§ DATA EXTRACT
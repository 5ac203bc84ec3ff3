//! # Money Module
//!
//! Provides the `Money`, `Rate` and `ExchangeRate` types for handling
//! monetary values safely.
//!
//! ## Why Integer Money?
//! ```text
//! ┌─────────────────────────────────────────────────────────────────────────┐
//! │  THE FLOATING POINT PROBLEM                                             │
//! │                                                                         │
//! │    0.1 + 0.2 = 0.30000000000000004  ❌ WRONG!                           │
//! │                                                                         │
//! │  OUR SOLUTION: Integer minor units (kuruş)                              │
//! │    ₺12.99 is stored as 1299                                             │
//! │    Percentages are basis points: 20% VAT = 2000 bps                     │
//! │    Exchange rates keep 4 decimals: 34.5000 = 345000                     │
//! │                                                                         │
//! └─────────────────────────────────────────────────────────────────────────┘
//! ```
//!
//! ## Usage
//! ```rust
//! use teknoroma_core::money::{ExchangeRate, Money};
//!
//! let amount = Money::from_major_minor(100, 0); // 100.00 USD
//! let rate = ExchangeRate::from_decimal_str("34.50").unwrap();
//! assert_eq!(amount.convert(rate).unwrap().cents(), 345_000); // ₺3,450.00
//! ```

use serde::{Deserialize, Serialize};
use std::fmt;
use std::iter::Sum;
use std::ops::{Add, AddAssign, Neg, Sub, SubAssign};
use ts_rs::TS;

/// Rounds `numerator / denominator` half away from zero.
fn div_round(numerator: i128, denominator: i128) -> i128 {
    let half = denominator / 2;
    if numerator >= 0 {
        (numerator + half) / denominator
    } else {
        (numerator - half) / denominator
    }
}

/// Narrows an i128 intermediate, clamping at the i64 bounds.
fn saturate(value: i128) -> i64 {
    i64::try_from(value).unwrap_or(if value < 0 { i64::MIN } else { i64::MAX })
}

// =============================================================================
// Money Type
// =============================================================================

/// Represents a monetary value in the smallest currency unit (kuruş for TRY).
///
/// ## Design Decisions
/// - **i64 (signed)**: Allows negative values for reversals and discounts
/// - **Single field tuple struct**: Zero-cost abstraction over i64
/// - **Derives**: Full serde support for JSON serialization
///
/// ## Where Money Flows
/// ```text
/// Product.unit_price ──► SaleDetail.unit_price (snapshot) ──► line_total
///                                                                │
///   Sale.subtotal = Σ line_total ──► tax (20%) ──► Sale.total ◄──┘
///
///   Expense.amount × exchange_rate ──► Expense.amount_in_try
/// ```
#[derive(Debug, Clone, Copy, PartialEq, Eq, PartialOrd, Ord, Hash, Serialize, Deserialize, TS)]
#[ts(export)]
pub struct Money(i64);

impl Money {
    /// Creates a Money value from minor units.
    ///
    /// ## Example
    /// ```rust
    /// use teknoroma_core::money::Money;
    ///
    /// let price = Money::from_cents(1099); // ₺10.99
    /// assert_eq!(price.cents(), 1099);
    /// ```
    #[inline]
    pub const fn from_cents(cents: i64) -> Self {
        Money(cents)
    }

    /// Creates a Money value from major and minor units.
    ///
    /// For negative amounts only the major unit should be negative:
    /// `from_major_minor(-5, 50)` is -5.50.
    #[inline]
    pub const fn from_major_minor(major: i64, minor: i64) -> Self {
        if major < 0 {
            Money(major * 100 - minor)
        } else {
            Money(major * 100 + minor)
        }
    }

    /// Returns the value in minor units.
    #[inline]
    pub const fn cents(&self) -> i64 {
        self.0
    }

    /// Returns the major unit portion.
    #[inline]
    pub const fn major(&self) -> i64 {
        self.0 / 100
    }

    /// Returns the minor unit portion (always 0-99).
    #[inline]
    pub const fn minor(&self) -> i64 {
        (self.0 % 100).abs()
    }

    /// Returns zero money value.
    #[inline]
    pub const fn zero() -> Self {
        Money(0)
    }

    #[inline]
    pub const fn is_zero(&self) -> bool {
        self.0 == 0
    }

    #[inline]
    pub const fn is_positive(&self) -> bool {
        self.0 > 0
    }

    #[inline]
    pub const fn is_negative(&self) -> bool {
        self.0 < 0
    }

    /// Multiplies money by a quantity. `None` on overflow.
    ///
    /// ## Example
    /// ```rust
    /// use teknoroma_core::money::Money;
    ///
    /// let unit_price = Money::from_cents(29_999); // ₺299.99
    /// assert_eq!(unit_price.multiply_quantity(3).unwrap().cents(), 89_997);
    /// assert!(Money::from_cents(i64::MAX / 2).multiply_quantity(3).is_none());
    /// ```
    #[inline]
    pub fn multiply_quantity(&self, qty: i64) -> Option<Self> {
        self.0.checked_mul(qty).map(Money)
    }

    /// Adds two amounts. `None` on overflow.
    #[inline]
    pub fn checked_add(self, other: Money) -> Option<Self> {
        self.0.checked_add(other.0).map(Money)
    }

    /// Subtracts `other`. `None` on overflow.
    #[inline]
    pub fn checked_sub(self, other: Money) -> Option<Self> {
        self.0.checked_sub(other.0).map(Money)
    }

    /// Returns `rate` percent of this amount, rounded half-up to the minor unit.
    ///
    /// ## Example
    /// ```rust
    /// use teknoroma_core::money::{Money, Rate};
    ///
    /// let subtotal = Money::from_cents(1000);
    /// assert_eq!(subtotal.portion(Rate::from_bps(825)).cents(), 83); // 82.5 → 83
    /// ```
    ///
    /// Rates up to 100% never exceed the original amount; larger rates clamp
    /// at the i64 bounds.
    pub fn portion(&self, rate: Rate) -> Money {
        Money(saturate(div_round(
            i128::from(self.0) * i128::from(rate.bps()),
            10_000,
        )))
    }

    /// Converts a foreign-currency amount into TRY using a 4-decimal rate.
    ///
    /// `None` when the converted amount does not fit in kuruş.
    pub fn convert(&self, rate: ExchangeRate) -> Option<Money> {
        let converted = div_round(i128::from(self.0) * i128::from(rate.ten_thousandths()), 10_000);
        i64::try_from(converted).ok().map(Money)
    }

    /// Returns `self / other` as a percentage with two decimals (for reports).
    ///
    /// Zero denominators yield zero.
    pub fn percentage_of(&self, other: Money) -> f64 {
        if other.is_zero() {
            return 0.0;
        }
        let pct = self.0 as f64 * 100.0 / other.0 as f64;
        (pct * 100.0).round() / 100.0
    }

    /// Returns the larger of `self` and zero.
    #[inline]
    pub fn clamp_non_negative(self) -> Money {
        if self.0 < 0 {
            Money::zero()
        } else {
            self
        }
    }
}

/// Display shows money as `₺1,234.56`-style text without grouping.
///
/// This is for logs and debugging; dashboards format for locale themselves.
impl fmt::Display for Money {
    fn fmt(&self, f: &mut fmt::Formatter<'_>) -> fmt::Result {
        let sign = if self.0 < 0 { "-" } else { "" };
        write!(f, "{}₺{}.{:02}", sign, self.major().abs(), self.minor())
    }
}

impl Default for Money {
    fn default() -> Self {
        Money::zero()
    }
}

impl Add for Money {
    type Output = Self;

    #[inline]
    fn add(self, other: Self) -> Self {
        Money(self.0 + other.0)
    }
}

impl AddAssign for Money {
    #[inline]
    fn add_assign(&mut self, other: Self) {
        self.0 += other.0;
    }
}

impl Sub for Money {
    type Output = Self;

    #[inline]
    fn sub(self, other: Self) -> Self {
        Money(self.0 - other.0)
    }
}

impl SubAssign for Money {
    #[inline]
    fn sub_assign(&mut self, other: Self) {
        self.0 -= other.0;
    }
}

impl Neg for Money {
    type Output = Self;

    #[inline]
    fn neg(self) -> Self {
        Money(-self.0)
    }
}

impl Sum for Money {
    fn sum<I: Iterator<Item = Money>>(iter: I) -> Self {
        iter.fold(Money::zero(), |acc, m| acc + m)
    }
}

// =============================================================================
// Rate (basis points)
// =============================================================================

/// A percentage represented in basis points (bps).
///
/// ## Why Basis Points?
/// 1 basis point = 0.01% = 1/10000
/// 2000 bps = 20% (Turkish VAT), 1000 bps = 10% (commission)
#[derive(Debug, Clone, Copy, PartialEq, Eq, PartialOrd, Ord, Hash, Serialize, Deserialize, TS)]
#[ts(export)]
pub struct Rate(u32);

impl Rate {
    /// Creates a rate from basis points.
    #[inline]
    pub const fn from_bps(bps: u32) -> Self {
        Rate(bps)
    }

    /// Creates a rate from a percentage (for API input).
    ///
    /// Negative input saturates to zero; range checks live in validation.
    pub fn from_percentage(pct: f64) -> Self {
        Rate((pct * 100.0).round().max(0.0) as u32)
    }

    #[inline]
    pub const fn bps(&self) -> u32 {
        self.0
    }

    /// Returns the rate as a percentage (for display only).
    #[inline]
    pub fn percentage(&self) -> f64 {
        self.0 as f64 / 100.0
    }

    #[inline]
    pub const fn zero() -> Self {
        Rate(0)
    }

    #[inline]
    pub const fn is_zero(&self) -> bool {
        self.0 == 0
    }
}

impl Default for Rate {
    fn default() -> Self {
        Rate::zero()
    }
}

// =============================================================================
// Exchange Rate
// =============================================================================

/// A currency buy rate against TRY with four decimal places.
///
/// `34.5000` is stored as `345000`. The central bank publishes four decimals,
/// so the snapshot on an expense is exact.
#[derive(Debug, Clone, Copy, PartialEq, Eq, PartialOrd, Ord, Hash, Serialize, Deserialize, TS)]
#[ts(export)]
pub struct ExchangeRate(i64);

impl ExchangeRate {
    /// The identity rate (TRY → TRY).
    pub const ONE: ExchangeRate = ExchangeRate(10_000);

    #[inline]
    pub const fn from_ten_thousandths(value: i64) -> Self {
        ExchangeRate(value)
    }

    #[inline]
    pub const fn ten_thousandths(&self) -> i64 {
        self.0
    }

    /// Parses a decimal string such as `"34.5"` or `"34.5012"`.
    ///
    /// Returns `None` for negative numbers, malformed input, or more than
    /// four fractional digits.
    pub fn from_decimal_str(s: &str) -> Option<Self> {
        let s = s.trim();
        let (whole, frac) = match s.split_once('.') {
            Some((w, f)) => (w, f),
            None => (s, ""),
        };
        if whole.is_empty() || frac.len() > 4 {
            return None;
        }
        if !whole.chars().all(|c| c.is_ascii_digit()) || !frac.chars().all(|c| c.is_ascii_digit()) {
            return None;
        }
        let whole: i64 = whole.parse().ok()?;
        let frac_value: i64 = if frac.is_empty() {
            0
        } else {
            format!("{:0<4}", frac).parse().ok()?
        };
        whole.checked_mul(10_000)?.checked_add(frac_value).map(ExchangeRate)
    }

    /// Creates a rate from a float, rounding to four decimals.
    pub fn from_f64(value: f64) -> Self {
        ExchangeRate((value * 10_000.0).round() as i64)
    }

    /// Returns the rate as a float (for display only).
    #[inline]
    pub fn as_f64(&self) -> f64 {
        self.0 as f64 / 10_000.0
    }

    #[inline]
    pub const fn is_positive(&self) -> bool {
        self.0 > 0
    }
}

impl fmt::Display for ExchangeRate {
    fn fmt(&self, f: &mut fmt::Formatter<'_>) -> fmt::Result {
        write!(f, "{}.{:04}", self.0 / 10_000, (self.0 % 10_000).abs())
    }
}

// =============================================================================
// Unit Tests
// =============================================================================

§ WHAT YOU NEED TO DO
Please show all lines from the entries that contain the word "serde".

§ WRITTEN SOLUTION
use serde::{Deserialize, Serialize};
/// - **Derives**: Full serde support for JSON serialization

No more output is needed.